A more time-related imperative is that supplies of raw materials for the sheer heat needed to run blast furnaces are running out – restarting one is a difficult and expensive process. In March, steel frame construction firm and British Steel customer Reidsteel claimed the firm had “already decided to stop ordering raw materials”. British Steel disputed this, yet the prospect of Jingye unilaterally shutting down the plant angered local steelworkers and the Government.
While British steel production is nowhere near the level it once was, it remains a key element of the national infrastructure. The pressures haven’t been helped by Donald Trump’s 25% tariff on imported steel.
What has the Government done now?

Emergency legislation is exactly that – emergency – and rushing a whole new law in a day shows the gravity of the situation.
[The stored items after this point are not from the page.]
//! Google Gemini `generateContent` vision client.

use async_trait::async_trait;
use serde::Deserialize;
use serde_json::json;
use tracing::debug;

use super::{
    error_for_response, transport_error, ProviderKind, VisionExtraction, VisionProvider,
    VisionRequest,
};
use crate::error::ParseError;
use crate::pipeline::encode::EncodedPage;

const DEFAULT_BASE_URL: &str = "https://generativelanguage.googleapis.com";

pub struct GeminiProvider {
    client: reqwest::Client,
    api_key: String,
    model: String,
    base_url: String,
}

impl GeminiProvider {
    pub fn new(client: reqwest::Client, api_key: String, model: String) -> Self {
        Self {
            client,
            api_key,
            model,
            base_url: DEFAULT_BASE_URL.to_string(),
        }
    }

    pub fn with_base_url(mut self, base_url: impl Into<String>) -> Self {
        self.base_url = base_url.into();
        self
    }

    fn request_body(&self, page: &EncodedPage, request: &VisionRequest<'_>) -> serde_json::Value {
        // Gemini takes the instructions and the image as sibling parts of a
        // single user turn; there is no separate system role for vision.
        json!({
            "contents": [
                {
                    "parts": [
                        { "text": request.prompt },
                        {
                            "inline_data": {
                                "mime_type": page.mime_type,
                                "data": page.base64,
                            },
                        },
                    ],
                },
            ],
            "generationConfig": {
                "temperature": request.temperature,
                "maxOutputTokens": request.max_tokens,
            },
        })
    }
}

#[derive(Deserialize)]
struct GenerateResponse {
    #[serde(default)]
    candidates: Vec<Candidate>,
    #[serde(default, rename = "usageMetadata")]
    usage_metadata: Option<UsageMetadata>,
}

#[derive(Deserialize)]
struct Candidate {
    #[serde(default)]
    content: Option<CandidateContent>,
}

#[derive(Deserialize)]
struct CandidateContent {
    #[serde(default)]
    parts: Vec<CandidatePart>,
}

#[derive(Deserialize)]
struct CandidatePart {
    #[serde(default)]
    text: Option<String>,
}

#[derive(Deserialize)]
struct UsageMetadata {
    #[serde(default, rename = "promptTokenCount")]
    prompt_token_count: usize,
    #[serde(default, rename = "candidatesTokenCount")]
    candidates_token_count: usize,
}

#[async_trait]
impl VisionProvider for GeminiProvider {
    fn kind(&self) -> ProviderKind {
        ProviderKind::Gemini
    }

    fn model(&self) -> &str {
        &self.model
    }

    async fn extract_text(
        &self,
        page: &EncodedPage,
        request: &VisionRequest<'_>,
    ) -> Result<VisionExtraction, ParseError> {
        let url = format!(
            "{}/v1beta/models/{}:generateContent",
            self.base_url, self.model
        );
        let response = self
            .client
            .post(&url)
            .header("x-goog-api-key", &self.api_key)
            .json(&self.request_body(page, request))
            .send()
            .await
            .map_err(|e| transport_error(self.kind(), e))?;

        if !response.status().is_success() {
            return Err(error_for_response(self.kind(), response).await);
        }

        let parsed: GenerateResponse =
            response.json().await.map_err(|e| ParseError::ApiError {
                provider: self.kind().as_str().to_string(),
                status: None,
                message: format!("invalid response body: {e}"),
            })?;

        // A candidate's answer may be split across several text parts.
        let text = parsed
            .candidates
            .first()
            .and_then(|c| c.content.as_ref())
            .map(|content| {
                content
                    .parts
                    .iter()
                    .filter_map(|p| p.text.as_deref())
                    .collect::<Vec<_>>()
                    .join("")
            })
            .unwrap_or_default();

        let usage = parsed.usage_metadata.unwrap_or(UsageMetadata {
            prompt_token_count: 0,
            candidates_token_count: 0,
        });

        debug!(
            model = %self.model,
            input_tokens = usage.prompt_token_count,
            output_tokens = usage.candidates_token_count,
            "gemini vision response"
        );

        Ok(VisionExtraction {
            text,
            input_tokens: usage.prompt_token_count,
            output_tokens: usage.candidates_token_count,
            model: self.model.clone(),
        })
    }
}

#[cfg(test)]
mod tests {
    use super::*;

    #[test]
    fn request_body_shape() {
        let provider = GeminiProvider::new(
            reqwest::Client::new(),
            "key".into(),
            "gemini-2.0-flash".into(),
        );
        let page = EncodedPage {
            base64: "aGVsbG8=".to_string(),
            mime_type: "image/png",
        };
        let request = VisionRequest {
            prompt: "extract",
            max_tokens: 2048,
            temperature: 0.0,
        };
        let body = provider.request_body(&page, &request);

        assert_eq!(body["contents"][0]["parts"][0]["text"], "extract");
        assert_eq!(
            body["contents"][0]["parts"][1]["inline_data"]["mime_type"],
            "image/png"
        );
        assert_eq!(body["generationConfig"]["maxOutputTokens"], 2048);
    }

    #[test]
    fn response_joins_text_parts() {
        let raw = r#"{
            "candidates": [{"content": {"parts": [{"text": "Hello "}, {"text": "world"}]}}],
            "usageMetadata": {"promptTokenCount": 12, "candidatesTokenCount": 3}
        }"#;
        let parsed: GenerateResponse = serde_json::from_str(raw).unwrap();
        let joined: String = parsed.candidates[0]
            .content
            .as_ref()
            .unwrap()
            .parts
            .iter()
            .filter_map(|p| p.text.as_deref())
            .collect();
        assert_eq!(joined, "Hello world");
        assert_eq!(parsed.usage_metadata.unwrap().prompt_token_count, 12);
    }
}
The new Act does not go as far as full renationalisation: Business Secretary Jonathan Reynolds says it’s a likely next step, and that’s still on the table if Jingye agrees. After Royal Assent – the final seal of approval to take effect – was given at around 6 pm on Saturday evening, officials could now take direct control of the plant.
Direction has been given to British Steel officials to keep the plant open, and responsibility for raw materials lies with Reynolds’ department.
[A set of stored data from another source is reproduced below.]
//! Lua scripting - sandboxed execution with the class system installed

mod bindings;
mod sandbox;

pub use bindings::install;
pub use sandbox::{Sandbox, SandboxConfig, SandboxError};
//! Class system errors

use thiserror::Error;

use super::NameError;

/// Errors raised by the class registry, descriptors and instances
#[derive(Debug, Clone, PartialEq, Eq, Error)]
pub enum ClassError {
    #[error("class '{0}' is already defined")]
    DuplicateClass(String),

    #[error("parent class '{0}' is not defined")]
    UnknownParent(String),

    #[error("class '{0}' is not defined")]
    UnknownClass(String),

    #[error("invalid class name: {0}")]
    InvalidName(#[from] NameError),

    #[error("attribute '{attribute}' of class '{class}' is read-only")]
    ReadOnlyAttribute { class: String, attribute: String },

    #[error("class '{class}' has no method '{method}'")]
    UnknownMethod { class: String, method: String },

    #[error("method called without an instance receiver")]
    MissingReceiver,

    /// Raised by user-supplied method bodies
    #[error("{0}")]
    Runtime(String),
}

impl ClassError {
    /// Build a runtime error from a method body
    pub fn runtime(msg: impl Into<String>) -> Self {
        ClassError::Runtime(msg.into())
    }
}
There were worries within Government of local unrest. That, for now seems to have been averted. A large protest through Scunthorpe against Jingye passed on Saturday, and steelworkers at the plant blocked access to the firm’s executives, but that was the limit. Sir Keir Starmer went to meet workers after the law was passed.
The Conservative leader Kemi Badenoch said that the Government had “botched” a deal she had struck with Jingye when the general election was called (though no evidence was forthcoming). Reform UK, meanwhile, went further, with Richard Tice, who visited York earlier this year, calling on Reynolds to “show your cojones”, which won him some ballsy headlines.
What’s it to me?

Put simply, it might decide how much of the legacy of our local industrial history in Yorkshire and the North East can continue. Scunthorpe might be just over the border in Lincolnshire, but what happens here could detrimentally affect British Steel’s other site on Teesside, where the firm scrapped a planned EAF.
After the Chinese takeover, LinkedIn suggests that British Steel has become a good choice for bilingual York graduates. Engineering students from a Chinese background seem to take to the firm, as they have the linguistic and technical know-how to cross both aspects of the company.
This may set up a piece of dissonance: why should the Government even think of taking over a loss-making venture, when it has barely any fiscal headroom? The broader implications of this last-ditch measure may be felt both in and outside Downing Street for some time yet.